§ **Problem**
Your reply must be one number: the count of lines in the data below that contain "info".
━━━━━ Provided records ━━━━━
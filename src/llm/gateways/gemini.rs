//! Gemini Gateway for LLM interactions.
//!
//! This module provides a gateway for Google's Generative Language API
//! (`generateContent`). The gateway is pure transport: it ships the system
//! instruction, history and new message over the wire and returns the reply
//! text, never inspecting the response beyond the candidate text.

use crate::error::{AshaError, Result};
use crate::llm::gateway::LlmGateway;
use crate::llm::models::{default_safety_settings, ChatMessage, GenerationConfig, SafetySetting};
use async_trait::async_trait;
use reqwest::Client;
use serde_json::{json, Value};
use std::time::Duration;
use tracing::{debug, info};

/// Default seconds before an in-flight request is abandoned. A hung remote
/// call must surface as an error instead of hanging the whole turn.
pub const DEFAULT_TIMEOUT_SECS: u64 = 30;

/// Configuration for connecting to the Gemini API.
#[derive(Debug, Clone)]
pub struct GeminiConfig {
    pub base_url: String,
    pub timeout: Duration,
    pub safety_settings: Vec<SafetySetting>,
}

impl Default for GeminiConfig {
    fn default() -> Self {
        Self {
            base_url: std::env::var("GEMINI_API_ENDPOINT").unwrap_or_else(|_| {
                "https://generativelanguage.googleapis.com/v1beta".to_string()
            }),
            timeout: Duration::from_secs(DEFAULT_TIMEOUT_SECS),
            safety_settings: default_safety_settings(),
        }
    }
}

/// Gateway for Google's Gemini generative models.
pub struct GeminiGateway {
    client: Client,
    config: GeminiConfig,
}

impl GeminiGateway {
    /// Create a new Gemini gateway with default configuration.
    pub fn new() -> Self {
        Self::with_config(GeminiConfig::default())
    }

    /// Create a new Gemini gateway with custom configuration.
    pub fn with_config(config: GeminiConfig) -> Self {
        let client = Client::builder().timeout(config.timeout).build().unwrap();
        Self { client, config }
    }

    /// Create gateway with a custom base URL (used with mock servers).
    pub fn with_base_url(base_url: impl Into<String>) -> Self {
        Self::with_config(GeminiConfig {
            base_url: base_url.into(),
            ..Default::default()
        })
    }
}

impl Default for GeminiGateway {
    fn default() -> Self {
        Self::new()
    }
}

fn build_request_body(
    system_instruction: &str,
    history: &[ChatMessage],
    message: &str,
    config: &GenerationConfig,
    safety_settings: &[SafetySetting],
) -> Result<Value> {
    let mut contents: Vec<Value> = history
        .iter()
        .map(|m| {
            json!({
                "role": m.role.wire_name(),
                "parts": [{"text": m.content}]
            })
        })
        .collect();
    contents.push(json!({
        "role": "user",
        "parts": [{"text": message}]
    }));

    Ok(json!({
        "system_instruction": {"parts": [{"text": system_instruction}]},
        "contents": contents,
        "generationConfig": {
            "temperature": config.temperature,
            "topP": config.top_p,
            "topK": config.top_k,
            "maxOutputTokens": config.max_output_tokens,
        },
        "safetySettings": serde_json::to_value(safety_settings)?,
    }))
}

fn extract_text(response_body: &Value) -> Option<String> {
    let parts = response_body["candidates"][0]["content"]["parts"].as_array()?;
    let text: String = parts.iter().filter_map(|p| p["text"].as_str()).collect();
    if text.is_empty() {
        None
    } else {
        Some(text)
    }
}

fn map_transport_error(err: reqwest::Error) -> AshaError {
    if err.is_timeout() {
        AshaError::TimeoutError("Gemini request timed out".to_string())
    } else {
        AshaError::HttpError(err)
    }
}

#[async_trait]
impl LlmGateway for GeminiGateway {
    async fn complete(
        &self,
        model: &str,
        api_key: &str,
        system_instruction: &str,
        history: &[ChatMessage],
        message: &str,
        config: &GenerationConfig,
    ) -> Result<String> {
        info!("Delegating to Gemini for completion");
        debug!("Model: {}, History length: {}", model, history.len());

        let body = build_request_body(
            system_instruction,
            history,
            message,
            config,
            &self.config.safety_settings,
        )?;

        let response = self
            .client
            .post(format!(
                "{}/models/{}:generateContent",
                self.config.base_url, model
            ))
            .query(&[("key", api_key)])
            .json(&body)
            .send()
            .await
            .map_err(map_transport_error)?;

        if !response.status().is_success() {
            let status = response.status();
            let detail = response.text().await.unwrap_or_default();
            return Err(AshaError::ApiError(format!(
                "Gemini API error {}: {}",
                status, detail
            )));
        }

        let response_body: Value = response.json().await.map_err(map_transport_error)?;

        extract_text(&response_body)
            .ok_or_else(|| AshaError::GatewayError("No content in response".to_string()))
    }
}

#[cfg(test)]
mod tests {
    use super::*;
    use crate::llm::models::MessageRole;

    fn sample_history() -> Vec<ChatMessage> {
        vec![
            ChatMessage::user("Hi"),
            ChatMessage::assistant("Hello! How can I help your career today?"),
        ]
    }

    #[test]
    fn test_request_body_maps_assistant_to_model_role() {
        let body = build_request_body(
            "system",
            &sample_history(),
            "Tell me more",
            &GenerationConfig::default(),
            &default_safety_settings(),
        )
        .unwrap();

        let contents = body["contents"].as_array().unwrap();
        assert_eq!(contents.len(), 3);
        assert_eq!(contents[0]["role"], "user");
        assert_eq!(contents[1]["role"], "model");
        assert_eq!(contents[2]["role"], "user");
        assert_eq!(contents[2]["parts"][0]["text"], "Tell me more");
    }

    #[test]
    fn test_request_body_carries_generation_config_and_safety() {
        let config = GenerationConfig {
            temperature: 0.3,
            top_p: 0.9,
            top_k: 20,
            max_output_tokens: 256,
        };
        let body =
            build_request_body("system", &[], "hello", &config, &default_safety_settings())
                .unwrap();

        assert_eq!(body["system_instruction"]["parts"][0]["text"], "system");
        assert_eq!(body["generationConfig"]["temperature"], 0.3);
        assert_eq!(body["generationConfig"]["topK"], 20);
        assert_eq!(body["generationConfig"]["maxOutputTokens"], 256);
        assert_eq!(body["safetySettings"].as_array().unwrap().len(), 4);
    }

    #[test]
    fn test_extract_text_concatenates_parts() {
        let body = json!({
            "candidates": [{
                "content": {"parts": [{"text": "Hello "}, {"text": "world"}]}
            }]
        });
        assert_eq!(extract_text(&body).unwrap(), "Hello world");
    }

    #[test]
    fn test_extract_text_missing_candidates() {
        assert!(extract_text(&json!({"candidates": []})).is_none());
        assert!(extract_text(&json!({})).is_none());
    }

    #[tokio::test]
    async fn test_complete_returns_candidate_text() {
        let mut server = mockito::Server::new_async().await;
        let mock = server
            .mock("POST", "/models/gemini-1.5-pro:generateContent")
            .match_query(mockito::Matcher::UrlEncoded("key".into(), "test-key".into()))
            .with_status(200)
            .with_header("content-type", "application/json")
            .with_body(
                json!({
                    "candidates": [{
                        "content": {"parts": [{"text": "You could start by updating your resume."}]}
                    }]
                })
                .to_string(),
            )
            .create_async()
            .await;

        let gateway = GeminiGateway::with_base_url(server.url());
        let reply = gateway
            .complete(
                "gemini-1.5-pro",
                "test-key",
                "system",
                &sample_history(),
                "What should I do first?",
                &GenerationConfig::default(),
            )
            .await
            .unwrap();

        assert_eq!(reply, "You could start by updating your resume.");
        mock.assert_async().await;
    }

    #[tokio::test]
    async fn test_complete_maps_http_failure_to_api_error() {
        let mut server = mockito::Server::new_async().await;
        server
            .mock("POST", "/models/gemini-1.5-pro:generateContent")
            .match_query(mockito::Matcher::Any)
            .with_status(429)
            .with_body("Resource has been exhausted (e.g. check quota).")
            .create_async()
            .await;

        let gateway = GeminiGateway::with_base_url(server.url());
        let err = gateway
            .complete(
                "gemini-1.5-pro",
                "test-key",
                "system",
                &[],
                "hello",
                &GenerationConfig::default(),
            )
            .await
            .unwrap_err();

        match err {
            AshaError::ApiError(detail) => {
                assert!(detail.contains("429"));
                assert!(detail.contains("quota"));
            }
            other => panic!("Expected ApiError, got {:?}", other),
        }
    }

    #[tokio::test]
    async fn test_complete_with_empty_candidates_is_gateway_error() {
        let mut server = mockito::Server::new_async().await;
        server
            .mock("POST", "/models/gemini-1.5-pro:generateContent")
            .match_query(mockito::Matcher::Any)
            .with_status(200)
            .with_header("content-type", "application/json")
            .with_body(json!({"candidates": []}).to_string())
            .create_async()
            .await;

        let gateway = GeminiGateway::with_base_url(server.url());
        let err = gateway
            .complete(
                "gemini-1.5-pro",
                "test-key",
                "system",
                &[],
                "hello",
                &GenerationConfig::default(),
            )
            .await
            .unwrap_err();

        match err {
            AshaError::GatewayError(msg) => assert!(msg.contains("No content")),
            other => panic!("Expected GatewayError, got {:?}", other),
        }
    }

    #[test]
    fn test_roles_serialize_for_wire() {
        assert_eq!(MessageRole::Assistant.wire_name(), "model");
    }
}
//! Static career knowledge base.
//!
//! Pure data, loaded once at first use and never mutated at runtime: career
//! resources by stage and category, industry insights, stage transition
//! advice, challenge strategies, document tips and notable women leaders by
//! field. The response enhancer splices entries from these tables into model
//! replies.

mod catalog;

use crate::context::CareerStage;
use std::collections::HashMap;
use std::sync::LazyLock;

/// Resource category within a career stage
#[derive(Debug, Clone, Copy, PartialEq, Eq, Hash)]
pub enum ResourceCategory {
    Networking,
    SkillBuilding,
    JobSearch,
    Leadership,
}

impl ResourceCategory {
    /// Human-readable label used in response lead-ins
    pub fn label(&self) -> &'static str {
        match self {
            ResourceCategory::Networking => "networking",
            ResourceCategory::SkillBuilding => "skill building",
            ResourceCategory::JobSearch => "job search",
            ResourceCategory::Leadership => "leadership",
        }
    }
}

/// Career document kinds with curated tip lists
#[derive(Debug, Clone, Copy, PartialEq, Eq, Hash)]
pub enum DocumentKind {
    Resume,
    CoverLetter,
    Interview,
    SalaryNegotiation,
}

/// Common career challenges with curated strategies
#[derive(Debug, Clone, Copy, PartialEq, Eq, Hash)]
pub enum ChallengeKind {
    ImposterSyndrome,
    WorkLifeBalance,
    SalaryNegotiation,
    CareerPivot,
    Visibility,
    ManagingUp,
}

/// A recommended resource (course, community, platform, ...)
#[derive(Debug, Clone)]
pub struct Resource {
    pub name: &'static str,
    pub description: &'static str,
    pub kind: &'static str,
}

/// Trends, challenges and opportunities for one industry
#[derive(Debug, Clone)]
pub struct IndustryInsight {
    pub trends: Vec<&'static str>,
    pub challenges_for_women: Vec<&'static str>,
    pub opportunities: Vec<&'static str>,
}

/// Description and strategies for one career challenge
#[derive(Debug, Clone)]
pub struct ChallengeAdvice {
    pub description: &'static str,
    pub strategies: Vec<&'static str>,
}

/// An inspiring leader profile
#[derive(Debug, Clone)]
pub struct Leader {
    pub name: &'static str,
    pub role: &'static str,
    pub known_for: &'static str,
}

/// The assembled knowledge base
pub struct KnowledgeBase {
    resources: HashMap<CareerStage, HashMap<ResourceCategory, Vec<Resource>>>,
    industries: Vec<(&'static str, IndustryInsight)>,
    transitions: HashMap<(CareerStage, CareerStage), Vec<&'static str>>,
    challenges: HashMap<ChallengeKind, ChallengeAdvice>,
    documents: HashMap<DocumentKind, Vec<&'static str>>,
    leaders: Vec<(&'static str, Vec<Leader>)>,
}

static KNOWLEDGE_BASE: LazyLock<KnowledgeBase> = LazyLock::new(catalog::build);

/// The process-wide knowledge base instance
pub fn knowledge_base() -> &'static KnowledgeBase {
    &KNOWLEDGE_BASE
}

impl KnowledgeBase {
    /// Resources for a stage and category
    pub fn resources_for(&self, stage: CareerStage, category: ResourceCategory) -> &[Resource] {
        self.resources
            .get(&stage)
            .and_then(|by_category| by_category.get(&category))
            .map(|list| list.as_slice())
            .unwrap_or(&[])
    }

    /// Categories available for a stage
    pub fn categories_for(&self, stage: CareerStage) -> Vec<ResourceCategory> {
        self.resources
            .get(&stage)
            .map(|by_category| by_category.keys().copied().collect())
            .unwrap_or_default()
    }

    /// Insights for an industry, by exact name first and then partial match
    /// in either direction.
    pub fn industry_insights(&self, industry: &str) -> Option<&IndustryInsight> {
        let wanted = industry.to_lowercase();

        if let Some((_, insight)) = self.industries.iter().find(|(name, _)| *name == wanted) {
            return Some(insight);
        }

        self.industries
            .iter()
            .find(|(name, _)| wanted.contains(name) || name.contains(wanted.as_str()))
            .map(|(_, insight)| insight)
    }

    /// Advice for a recognized career challenge
    pub fn challenge_advice(&self, kind: ChallengeKind) -> Option<&ChallengeAdvice> {
        self.challenges.get(&kind)
    }

    /// Tips for a career document kind
    pub fn document_tips(&self, kind: DocumentKind) -> &[&'static str] {
        self.documents.get(&kind).map(|tips| tips.as_slice()).unwrap_or(&[])
    }

    /// Advice for moving from one stage to another
    pub fn transition_advice(&self, from: CareerStage, to: CareerStage) -> &[&'static str] {
        self.transitions.get(&(from, to)).map(|list| list.as_slice()).unwrap_or(&[])
    }

    /// Leaders for a field, by exact name first and then partial match; with
    /// no field given, one leader from each field.
    pub fn leaders_in(&self, field: Option<&str>) -> Vec<&Leader> {
        let Some(field) = field else {
            return self.leaders.iter().filter_map(|(_, list)| list.first()).collect();
        };

        let wanted = field.to_lowercase();

        if let Some((_, list)) = self.leaders.iter().find(|(name, _)| *name == wanted) {
            return list.iter().collect();
        }

        self.leaders
            .iter()
            .find(|(name, _)| wanted.contains(name) || name.contains(wanted.as_str()))
            .map(|(_, list)| list.iter().collect())
            .unwrap_or_default()
    }
}

#[cfg(test)]
mod tests {
    use super::*;

    #[test]
    fn test_each_stage_has_three_categories() {
        let kb = knowledge_base();
        for stage in [CareerStage::Starter, CareerStage::Restarter, CareerStage::Riser] {
            assert_eq!(kb.categories_for(stage).len(), 3, "stage {:?}", stage);
        }
    }

    #[test]
    fn test_riser_has_leadership_but_no_job_search() {
        let kb = knowledge_base();
        assert!(!kb.resources_for(CareerStage::Riser, ResourceCategory::Leadership).is_empty());
        assert!(kb.resources_for(CareerStage::Riser, ResourceCategory::JobSearch).is_empty());
    }

    #[test]
    fn test_unset_stage_has_no_resources() {
        let kb = knowledge_base();
        assert!(kb.resources_for(CareerStage::Unset, ResourceCategory::Networking).is_empty());
        assert!(kb.categories_for(CareerStage::Unset).is_empty());
    }

    #[test]
    fn test_industry_exact_lookup() {
        let kb = knowledge_base();
        let insight = kb.industry_insights("technology").unwrap();
        assert!(!insight.trends.is_empty());
        assert!(!insight.opportunities.is_empty());
    }

    #[test]
    fn test_industry_partial_lookup() {
        let kb = knowledge_base();
        assert!(kb.industry_insights("the technology sector").is_some());
        assert!(kb.industry_insights("TECHNOLOGY").is_some());
        assert!(kb.industry_insights("agriculture").is_none());
    }

    #[test]
    fn test_every_industry_has_opportunities() {
        let kb = knowledge_base();
        for name in ["technology", "healthcare", "finance", "education", "creative"] {
            let insight = kb.industry_insights(name).unwrap();
            assert!(!insight.opportunities.is_empty(), "industry {}", name);
        }
    }

    #[test]
    fn test_challenge_advice_has_strategies() {
        let kb = knowledge_base();
        let advice = kb.challenge_advice(ChallengeKind::ImposterSyndrome).unwrap();
        assert!(!advice.description.is_empty());
        assert!(advice.strategies.len() >= 3);
    }

    #[test]
    fn test_document_tips_present_for_all_kinds() {
        let kb = knowledge_base();
        for kind in [
            DocumentKind::Resume,
            DocumentKind::CoverLetter,
            DocumentKind::Interview,
            DocumentKind::SalaryNegotiation,
        ] {
            assert!(kb.document_tips(kind).len() >= 5, "kind {:?}", kind);
        }
    }

    #[test]
    fn test_transition_advice() {
        let kb = knowledge_base();
        assert!(!kb.transition_advice(CareerStage::Starter, CareerStage::Riser).is_empty());
        assert!(!kb.transition_advice(CareerStage::Restarter, CareerStage::Riser).is_empty());
        assert!(kb.transition_advice(CareerStage::Riser, CareerStage::Starter).is_empty());
    }

    #[test]
    fn test_leaders_without_field_samples_each_field() {
        let kb = knowledge_base();
        let sampled = kb.leaders_in(None);
        assert_eq!(sampled.len(), 3);
    }

    #[test]
    fn test_leaders_by_field() {
        let kb = knowledge_base();
        let tech = kb.leaders_in(Some("technology"));
        assert_eq!(tech.len(), 3);
        assert!(kb.leaders_in(Some("sports")).is_empty());
    }
}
━━━━━
§ **Answer for this exercise**
2